## EXERCISE
Only the number is needed. Please count the lines below in which the word "HashSet" occurs.

========================

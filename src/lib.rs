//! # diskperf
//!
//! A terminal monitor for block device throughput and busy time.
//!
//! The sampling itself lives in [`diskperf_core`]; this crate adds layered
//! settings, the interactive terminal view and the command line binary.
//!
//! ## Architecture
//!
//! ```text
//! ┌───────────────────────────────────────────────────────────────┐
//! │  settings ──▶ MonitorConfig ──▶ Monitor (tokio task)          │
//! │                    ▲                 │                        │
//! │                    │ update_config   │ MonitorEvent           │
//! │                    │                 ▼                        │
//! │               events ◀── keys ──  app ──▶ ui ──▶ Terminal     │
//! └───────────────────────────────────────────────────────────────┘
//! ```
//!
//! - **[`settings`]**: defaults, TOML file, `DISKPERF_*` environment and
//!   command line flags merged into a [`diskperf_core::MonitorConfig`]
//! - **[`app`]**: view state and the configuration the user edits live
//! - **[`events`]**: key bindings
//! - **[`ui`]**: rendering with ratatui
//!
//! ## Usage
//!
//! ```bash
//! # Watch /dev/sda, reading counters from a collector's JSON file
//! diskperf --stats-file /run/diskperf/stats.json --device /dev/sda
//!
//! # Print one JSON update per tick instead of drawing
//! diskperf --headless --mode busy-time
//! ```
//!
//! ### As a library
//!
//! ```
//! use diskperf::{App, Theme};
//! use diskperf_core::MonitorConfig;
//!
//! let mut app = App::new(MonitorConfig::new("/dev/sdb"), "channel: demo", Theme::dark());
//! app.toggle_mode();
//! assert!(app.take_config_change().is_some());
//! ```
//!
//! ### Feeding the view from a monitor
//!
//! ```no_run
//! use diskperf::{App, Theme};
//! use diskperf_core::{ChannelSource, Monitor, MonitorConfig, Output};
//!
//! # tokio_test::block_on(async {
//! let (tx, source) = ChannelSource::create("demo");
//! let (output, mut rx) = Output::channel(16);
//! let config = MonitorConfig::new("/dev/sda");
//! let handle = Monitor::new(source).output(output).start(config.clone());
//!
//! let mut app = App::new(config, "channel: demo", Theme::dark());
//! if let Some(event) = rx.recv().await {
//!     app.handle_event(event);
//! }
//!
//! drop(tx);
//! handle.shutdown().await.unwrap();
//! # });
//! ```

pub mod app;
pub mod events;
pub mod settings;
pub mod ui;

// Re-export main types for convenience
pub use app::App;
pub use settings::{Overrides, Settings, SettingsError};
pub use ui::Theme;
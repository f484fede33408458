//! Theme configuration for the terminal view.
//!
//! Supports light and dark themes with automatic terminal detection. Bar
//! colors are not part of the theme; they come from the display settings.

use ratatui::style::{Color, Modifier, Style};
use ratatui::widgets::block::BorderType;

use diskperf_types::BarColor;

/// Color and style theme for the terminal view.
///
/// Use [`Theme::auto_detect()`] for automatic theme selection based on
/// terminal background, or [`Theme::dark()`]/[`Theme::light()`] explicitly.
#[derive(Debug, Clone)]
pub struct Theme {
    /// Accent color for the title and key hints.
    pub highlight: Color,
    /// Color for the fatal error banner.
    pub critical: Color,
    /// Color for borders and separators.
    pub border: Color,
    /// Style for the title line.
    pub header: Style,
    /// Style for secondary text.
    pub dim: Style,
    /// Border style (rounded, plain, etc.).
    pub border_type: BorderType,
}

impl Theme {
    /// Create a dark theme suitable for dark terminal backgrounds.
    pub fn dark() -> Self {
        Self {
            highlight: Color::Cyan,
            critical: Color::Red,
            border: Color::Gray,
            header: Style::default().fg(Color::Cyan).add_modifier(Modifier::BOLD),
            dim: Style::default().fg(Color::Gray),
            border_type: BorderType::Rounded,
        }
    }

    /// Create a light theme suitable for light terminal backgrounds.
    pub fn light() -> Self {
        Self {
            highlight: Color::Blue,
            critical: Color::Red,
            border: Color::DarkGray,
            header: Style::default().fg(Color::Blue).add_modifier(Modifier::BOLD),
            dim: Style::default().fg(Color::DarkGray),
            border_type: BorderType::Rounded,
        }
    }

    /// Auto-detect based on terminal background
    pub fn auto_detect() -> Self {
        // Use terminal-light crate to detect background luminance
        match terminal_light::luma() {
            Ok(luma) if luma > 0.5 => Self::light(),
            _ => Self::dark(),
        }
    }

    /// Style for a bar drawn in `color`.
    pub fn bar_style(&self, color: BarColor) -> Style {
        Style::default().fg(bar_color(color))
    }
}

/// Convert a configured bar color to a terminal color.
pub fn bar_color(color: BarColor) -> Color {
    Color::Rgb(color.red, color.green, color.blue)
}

========================

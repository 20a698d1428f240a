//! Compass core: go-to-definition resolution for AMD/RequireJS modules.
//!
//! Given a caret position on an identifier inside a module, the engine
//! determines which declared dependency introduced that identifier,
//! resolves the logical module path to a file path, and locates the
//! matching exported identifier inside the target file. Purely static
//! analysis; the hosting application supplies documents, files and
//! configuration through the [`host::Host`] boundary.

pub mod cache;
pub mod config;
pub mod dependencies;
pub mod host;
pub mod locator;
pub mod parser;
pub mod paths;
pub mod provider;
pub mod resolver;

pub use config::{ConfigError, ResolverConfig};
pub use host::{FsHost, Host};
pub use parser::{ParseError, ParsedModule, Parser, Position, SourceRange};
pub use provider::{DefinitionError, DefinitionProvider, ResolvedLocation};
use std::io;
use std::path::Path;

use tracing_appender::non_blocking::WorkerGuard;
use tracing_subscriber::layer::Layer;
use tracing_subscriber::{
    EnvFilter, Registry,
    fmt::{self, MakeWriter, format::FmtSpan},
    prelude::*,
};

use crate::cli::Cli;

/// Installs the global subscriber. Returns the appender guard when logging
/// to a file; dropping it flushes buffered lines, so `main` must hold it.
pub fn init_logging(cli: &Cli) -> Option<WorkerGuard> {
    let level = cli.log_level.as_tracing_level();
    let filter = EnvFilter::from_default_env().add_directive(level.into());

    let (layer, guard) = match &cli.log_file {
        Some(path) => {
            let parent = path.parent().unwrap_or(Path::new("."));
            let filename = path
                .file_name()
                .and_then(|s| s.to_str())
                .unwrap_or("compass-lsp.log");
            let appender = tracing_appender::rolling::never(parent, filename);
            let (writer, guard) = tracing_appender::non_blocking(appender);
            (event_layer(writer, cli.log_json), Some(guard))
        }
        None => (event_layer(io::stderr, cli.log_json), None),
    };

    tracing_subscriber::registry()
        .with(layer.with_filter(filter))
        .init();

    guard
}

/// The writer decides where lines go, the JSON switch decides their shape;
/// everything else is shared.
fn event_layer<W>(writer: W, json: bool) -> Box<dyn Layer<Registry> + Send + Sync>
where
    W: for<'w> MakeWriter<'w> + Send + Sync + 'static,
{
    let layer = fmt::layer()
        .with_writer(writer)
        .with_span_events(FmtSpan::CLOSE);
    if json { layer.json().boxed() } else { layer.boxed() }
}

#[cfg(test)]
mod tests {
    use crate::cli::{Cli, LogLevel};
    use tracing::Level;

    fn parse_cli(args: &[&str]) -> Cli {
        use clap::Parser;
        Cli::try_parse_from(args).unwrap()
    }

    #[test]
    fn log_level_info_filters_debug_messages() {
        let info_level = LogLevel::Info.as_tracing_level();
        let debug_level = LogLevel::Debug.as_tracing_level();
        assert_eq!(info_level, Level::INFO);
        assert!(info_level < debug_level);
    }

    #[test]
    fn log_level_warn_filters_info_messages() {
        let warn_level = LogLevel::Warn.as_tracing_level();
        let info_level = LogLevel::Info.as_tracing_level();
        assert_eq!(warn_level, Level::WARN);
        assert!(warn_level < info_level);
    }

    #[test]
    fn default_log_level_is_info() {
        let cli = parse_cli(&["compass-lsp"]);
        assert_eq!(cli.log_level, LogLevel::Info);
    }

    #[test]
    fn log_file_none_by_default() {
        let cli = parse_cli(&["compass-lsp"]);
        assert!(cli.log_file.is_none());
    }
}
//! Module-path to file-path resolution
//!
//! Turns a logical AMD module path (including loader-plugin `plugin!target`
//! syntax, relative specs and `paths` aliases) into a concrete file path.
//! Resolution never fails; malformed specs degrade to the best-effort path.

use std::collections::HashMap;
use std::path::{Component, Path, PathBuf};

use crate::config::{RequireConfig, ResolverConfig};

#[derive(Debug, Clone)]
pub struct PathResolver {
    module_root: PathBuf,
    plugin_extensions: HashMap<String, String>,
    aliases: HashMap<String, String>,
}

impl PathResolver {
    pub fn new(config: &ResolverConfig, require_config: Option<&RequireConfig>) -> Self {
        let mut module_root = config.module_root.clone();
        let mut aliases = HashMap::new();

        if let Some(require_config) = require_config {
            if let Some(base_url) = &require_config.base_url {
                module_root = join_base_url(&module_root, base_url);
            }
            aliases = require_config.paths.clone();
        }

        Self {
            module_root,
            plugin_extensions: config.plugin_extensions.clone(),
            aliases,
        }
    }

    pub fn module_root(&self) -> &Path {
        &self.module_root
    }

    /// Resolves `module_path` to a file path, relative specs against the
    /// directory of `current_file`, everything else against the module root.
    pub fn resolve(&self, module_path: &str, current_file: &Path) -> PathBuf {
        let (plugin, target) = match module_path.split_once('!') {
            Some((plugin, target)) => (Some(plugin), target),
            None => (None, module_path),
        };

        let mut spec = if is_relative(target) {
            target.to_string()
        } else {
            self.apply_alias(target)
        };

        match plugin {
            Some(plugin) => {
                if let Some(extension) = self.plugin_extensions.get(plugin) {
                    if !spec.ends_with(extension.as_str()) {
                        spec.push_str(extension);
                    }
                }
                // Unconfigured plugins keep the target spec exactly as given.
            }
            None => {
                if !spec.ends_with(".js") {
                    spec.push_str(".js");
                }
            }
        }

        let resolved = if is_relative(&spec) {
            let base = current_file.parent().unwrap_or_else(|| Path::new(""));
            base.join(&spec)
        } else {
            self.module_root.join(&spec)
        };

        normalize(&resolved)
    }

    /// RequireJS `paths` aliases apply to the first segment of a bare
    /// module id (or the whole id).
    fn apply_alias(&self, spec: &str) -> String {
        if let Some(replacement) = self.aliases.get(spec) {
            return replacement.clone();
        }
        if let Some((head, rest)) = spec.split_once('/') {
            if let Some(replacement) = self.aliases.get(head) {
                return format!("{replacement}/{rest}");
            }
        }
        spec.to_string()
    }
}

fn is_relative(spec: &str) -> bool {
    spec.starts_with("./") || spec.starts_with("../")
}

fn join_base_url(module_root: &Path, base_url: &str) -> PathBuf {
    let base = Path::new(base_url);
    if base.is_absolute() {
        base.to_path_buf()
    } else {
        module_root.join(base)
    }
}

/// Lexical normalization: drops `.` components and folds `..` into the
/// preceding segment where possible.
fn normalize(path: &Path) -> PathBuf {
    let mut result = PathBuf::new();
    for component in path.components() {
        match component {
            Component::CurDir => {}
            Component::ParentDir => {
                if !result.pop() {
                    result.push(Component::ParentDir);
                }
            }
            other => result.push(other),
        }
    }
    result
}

========================

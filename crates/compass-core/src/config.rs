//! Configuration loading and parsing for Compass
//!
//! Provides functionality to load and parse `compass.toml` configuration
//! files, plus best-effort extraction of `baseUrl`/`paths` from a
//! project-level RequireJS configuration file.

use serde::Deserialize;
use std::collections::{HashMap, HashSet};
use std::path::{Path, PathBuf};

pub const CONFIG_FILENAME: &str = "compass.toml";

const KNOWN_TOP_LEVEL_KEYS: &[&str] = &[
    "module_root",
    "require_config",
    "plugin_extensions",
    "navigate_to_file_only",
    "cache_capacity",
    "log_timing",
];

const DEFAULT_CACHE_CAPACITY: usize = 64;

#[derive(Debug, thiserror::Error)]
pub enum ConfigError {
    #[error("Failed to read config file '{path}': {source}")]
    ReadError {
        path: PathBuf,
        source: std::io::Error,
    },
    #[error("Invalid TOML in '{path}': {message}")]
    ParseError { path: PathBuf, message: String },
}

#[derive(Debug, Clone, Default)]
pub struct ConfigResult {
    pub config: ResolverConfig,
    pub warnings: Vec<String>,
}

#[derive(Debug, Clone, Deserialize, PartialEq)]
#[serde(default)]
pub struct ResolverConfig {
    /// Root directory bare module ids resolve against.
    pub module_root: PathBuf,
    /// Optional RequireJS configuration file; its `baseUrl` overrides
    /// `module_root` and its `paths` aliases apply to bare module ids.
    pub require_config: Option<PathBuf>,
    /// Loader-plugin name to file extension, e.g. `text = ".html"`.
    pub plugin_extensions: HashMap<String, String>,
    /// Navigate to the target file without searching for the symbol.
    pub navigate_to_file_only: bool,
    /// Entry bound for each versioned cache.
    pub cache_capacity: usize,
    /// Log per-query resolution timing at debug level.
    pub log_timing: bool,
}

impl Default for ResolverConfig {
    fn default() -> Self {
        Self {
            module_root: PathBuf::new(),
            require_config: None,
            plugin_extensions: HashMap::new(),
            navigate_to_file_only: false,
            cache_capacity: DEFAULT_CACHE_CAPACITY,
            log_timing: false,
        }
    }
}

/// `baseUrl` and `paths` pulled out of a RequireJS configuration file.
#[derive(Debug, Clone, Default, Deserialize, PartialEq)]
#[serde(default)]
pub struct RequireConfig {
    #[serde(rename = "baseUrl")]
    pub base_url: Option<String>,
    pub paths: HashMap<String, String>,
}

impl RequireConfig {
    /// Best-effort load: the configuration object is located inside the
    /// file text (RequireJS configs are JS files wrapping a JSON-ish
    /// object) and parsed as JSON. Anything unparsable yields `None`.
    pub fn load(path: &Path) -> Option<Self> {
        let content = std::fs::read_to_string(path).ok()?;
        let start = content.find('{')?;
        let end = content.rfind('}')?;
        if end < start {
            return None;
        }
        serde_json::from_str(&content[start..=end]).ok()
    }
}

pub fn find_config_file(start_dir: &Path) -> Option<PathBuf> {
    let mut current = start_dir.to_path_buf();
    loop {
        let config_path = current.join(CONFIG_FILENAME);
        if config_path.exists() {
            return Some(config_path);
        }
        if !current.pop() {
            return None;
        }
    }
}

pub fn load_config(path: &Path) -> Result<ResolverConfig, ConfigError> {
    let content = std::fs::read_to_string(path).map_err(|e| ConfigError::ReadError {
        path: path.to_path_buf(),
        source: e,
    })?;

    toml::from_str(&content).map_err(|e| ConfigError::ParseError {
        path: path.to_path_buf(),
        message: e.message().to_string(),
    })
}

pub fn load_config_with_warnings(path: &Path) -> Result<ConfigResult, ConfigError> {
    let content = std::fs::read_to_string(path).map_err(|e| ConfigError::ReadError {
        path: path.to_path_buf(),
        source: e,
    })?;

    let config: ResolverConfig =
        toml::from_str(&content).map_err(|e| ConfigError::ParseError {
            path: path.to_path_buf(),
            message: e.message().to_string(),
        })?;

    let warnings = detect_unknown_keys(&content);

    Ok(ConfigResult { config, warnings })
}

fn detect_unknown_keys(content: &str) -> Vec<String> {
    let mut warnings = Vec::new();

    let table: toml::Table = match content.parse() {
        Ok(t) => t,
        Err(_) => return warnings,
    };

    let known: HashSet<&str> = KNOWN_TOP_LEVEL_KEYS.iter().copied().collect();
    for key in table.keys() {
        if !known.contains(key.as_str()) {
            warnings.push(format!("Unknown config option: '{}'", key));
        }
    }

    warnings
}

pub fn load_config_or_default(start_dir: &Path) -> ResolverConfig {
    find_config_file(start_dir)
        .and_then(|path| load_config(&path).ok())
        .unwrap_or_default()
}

========================

## RESULT FOR THIS TASK
2